Given information below:
//! Media normalization.
//!
//! Turns inbound payloads into [`TurnPart`]s:
//! - base64 images (optionally data-URI prefixed) from JSON chat requests
//! - multipart uploads, which are either opened as images or handed to the
//!   model client's file upload
//!
//! Uploads are checked against a fixed extension allow-list first.

use crate::provider::{ModelClient, TurnPart};
use base64::Engine;
use gemchat_common::{Error, Result};
use image::{ImageFormat, ImageReader};
use serde::Serialize;
use std::io::Cursor;

pub const IMAGE_FORMATS: &[&str] = &["jpg", "jpeg", "png", "gif", "webp", "bmp", "tiff"];

pub const DOCUMENT_FORMATS: &[&str] = &[
    "pdf", "doc", "docx", "txt", "rtf", "csv", "tsv", "html", "htm",
];

pub const AUDIO_FORMATS: &[&str] = &["mp3", "wav", "aiff", "aac", "ogg", "flac", "m4a", "wma"];

pub const VIDEO_FORMATS: &[&str] = &[
    "mp4", "mov", "avi", "flv", "mpg", "mpeg", "wmv", "webm", "mkv", "3gp",
];

/// Listing served by `/api/supported-formats`.
#[derive(Debug, Clone, Serialize)]
pub struct SupportedFormats {
    pub image_formats: &'static [&'static str],
    pub document_formats: &'static [&'static str],
    pub audio_formats: &'static [&'static str],
    pub video_formats: &'static [&'static str],
    pub max_file_size: String,
}

/// Build the supported-format listing for a given upload limit.
pub fn supported_formats(max_content_length: usize) -> SupportedFormats {
    SupportedFormats {
        image_formats: IMAGE_FORMATS,
        document_formats: DOCUMENT_FORMATS,
        audio_formats: AUDIO_FORMATS,
        video_formats: VIDEO_FORMATS,
        max_file_size: gemchat_common::util::format_megabytes(max_content_length),
    }
}

/// Lowercase extension after the last dot, if any.
pub fn file_extension(filename: &str) -> Option<String> {
    filename
        .rsplit_once('.')
        .map(|(_, ext)| ext.to_lowercase())
}

/// Whether `filename` has an allow-listed extension.
pub fn is_allowed_file(filename: &str) -> bool {
    file_extension(filename).is_some_and(|ext| {
        [IMAGE_FORMATS, DOCUMENT_FORMATS, AUDIO_FORMATS, VIDEO_FORMATS]
            .iter()
            .any(|formats| formats.contains(&ext.as_str()))
    })
}

/// Reduce an uploaded filename to a safe basename.
///
/// Drops any directory part and every character outside `[A-Za-z0-9._-]`
/// (whitespace becomes `_`), then strips leading dots and underscores.
pub fn sanitize_filename(filename: &str) -> String {
    let base = filename
        .rsplit(['/', '\\'])
        .next()
        .unwrap_or(filename);

    let cleaned: String = base
        .chars()
        .filter_map(|c| {
            if c.is_ascii_alphanumeric() || matches!(c, '.' | '-' | '_') {
                Some(c)
            } else if c.is_whitespace() {
                Some('_')
            } else {
                None
            }
        })
        .collect();

    cleaned.trim_start_matches(['.', '_']).to_string()
}

/// Standard extension → MIME table.
#[allow(clippy::match_same_arms)]
fn standard_mime_type(ext: &str) -> Option<&'static str> {
    let mime = match ext {
        "jpg" | "jpeg" => "image/jpeg",
        "png" => "image/png",
        "gif" => "image/gif",
        "webp" => "image/webp",
        "bmp" => "image/bmp",
        "tiff" | "tif" => "image/tiff",
        "pdf" => "application/pdf",
        "doc" => "application/msword",
        "docx" => "application/vnd.openxmlformats-officedocument.wordprocessingml.document",
        "txt" => "text/plain",
        "rtf" => "application/rtf",
        "csv" => "text/csv",
        "tsv" => "text/tab-separated-values",
        "html" | "htm" => "text/html",
        "mp3" => "audio/mpeg",
        "wav" => "audio/x-wav",
        "aiff" => "audio/x-aiff",
        "aac" => "audio/aac",
        "mp4" => "video/mp4",
        "mov" => "video/quicktime",
        "avi" => "video/x-msvideo",
        "mpg" | "mpeg" => "video/mpeg",
        "webm" => "video/webm",
        _ => return None,
    };
    Some(mime)
}

/// Fallback table consulted when the standard table has no entry.
#[allow(clippy::match_same_arms)]
fn fallback_mime_type(ext: &str) -> &'static str {
    match ext {
        "jpg" | "jpeg" => "image/jpeg",
        "png" => "image/png",
        "pdf" => "application/pdf",
        "mp3" => "audio/mpeg",
        "mp4" => "video/mp4",
        _ => "application/octet-stream",
    }
}

/// MIME type for a filename: standard table first, then the fallback table.
pub fn mime_type_for(filename: &str) -> &'static str {
    let ext = file_extension(filename).unwrap_or_default();
    standard_mime_type(&ext).unwrap_or_else(|| fallback_mime_type(&ext))
}

/// Open `bytes` as an image and return it as an inline image part.
///
/// PNG, JPEG and WEBP pass through unchanged; other decodable formats are
/// re-encoded as PNG.
pub fn open_image(bytes: Vec<u8>) -> Result<TurnPart> {
    let reader = ImageReader::new(Cursor::new(&bytes))
        .with_guessed_format()
        .map_err(|e| Error::InvalidMedia(format!("cannot read image: {e}")))?;

    let format = reader
        .format()
        .ok_or_else(|| Error::InvalidMedia("cannot identify image file".into()))?;

    let image = reader
        .decode()
        .map_err(|e| Error::InvalidMedia(format!("cannot decode image: {e}")))?;

    match format {
        ImageFormat::Png | ImageFormat::Jpeg | ImageFormat::WebP => Ok(TurnPart::Image {
            mime_type: format.to_mime_type().to_string(),
            data: bytes,
        }),
        other => {
            let mut data = Vec::new();
            image
                .write_to(&mut Cursor::new(&mut data), ImageFormat::Png)
                .map_err(|e| Error::InvalidMedia(format!("cannot convert {other:?} image: {e}")))?;
            Ok(TurnPart::Image {
                mime_type: "image/png".into(),
                data,
            })
        }
    }
}

/// Decode a base64 image, optionally prefixed with `data:image/...;base64,`.
///
/// For a data URI only the segment after the first comma, up to any further
/// comma, is decoded.
pub fn decode_base64_image(encoded: &str) -> Result<TurnPart> {
    let payload = if encoded.starts_with("data:image") {
        encoded
            .split(',')
            .nth(1)
            .ok_or_else(|| Error::InvalidMedia("data URI has no payload".into()))?
    } else {
        encoded
    };

    let compact: String = payload.chars().filter(|c| !c.is_whitespace()).collect();
    let bytes = base64::engine::general_purpose::STANDARD
        .decode(compact.as_bytes())
        .map_err(|e| Error::InvalidMedia(format!("invalid base64 data: {e}")))?;

    open_image(bytes)
}

/// Normalize an uploaded file into a turn part.
///
/// Images are opened locally; everything else goes through the client's file
/// upload. The extension must already have passed [`is_allowed_file`].
pub async fn normalize_upload(
    filename: &str,
    bytes: Vec<u8>,
    client: &dyn ModelClient,
) -> Result<TurnPart> {
    let filename = sanitize_filename(filename);
    let mime_type = mime_type_for(&filename);

    tracing::info!(filename = %filename, mime_type = %mime_type, size = bytes.len(), "Processing file");

    if mime_type.starts_with("image/") {
        return open_image(bytes);
    }

    let file = client
        .upload_file(bytes, mime_type, &filename)
        .await
        .map_err(|e| Error::UploadFailed(e.message))?;

    Ok(TurnPart::File(file))
}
End of Given information.
* _About this task_:
Scan the entries above, and wherever a line holds the string "opened", copy it.

* _Task solution_:
//! - multipart uploads, which are either opened as images or handed to the
/// Images are opened locally; everything else goes through the client's file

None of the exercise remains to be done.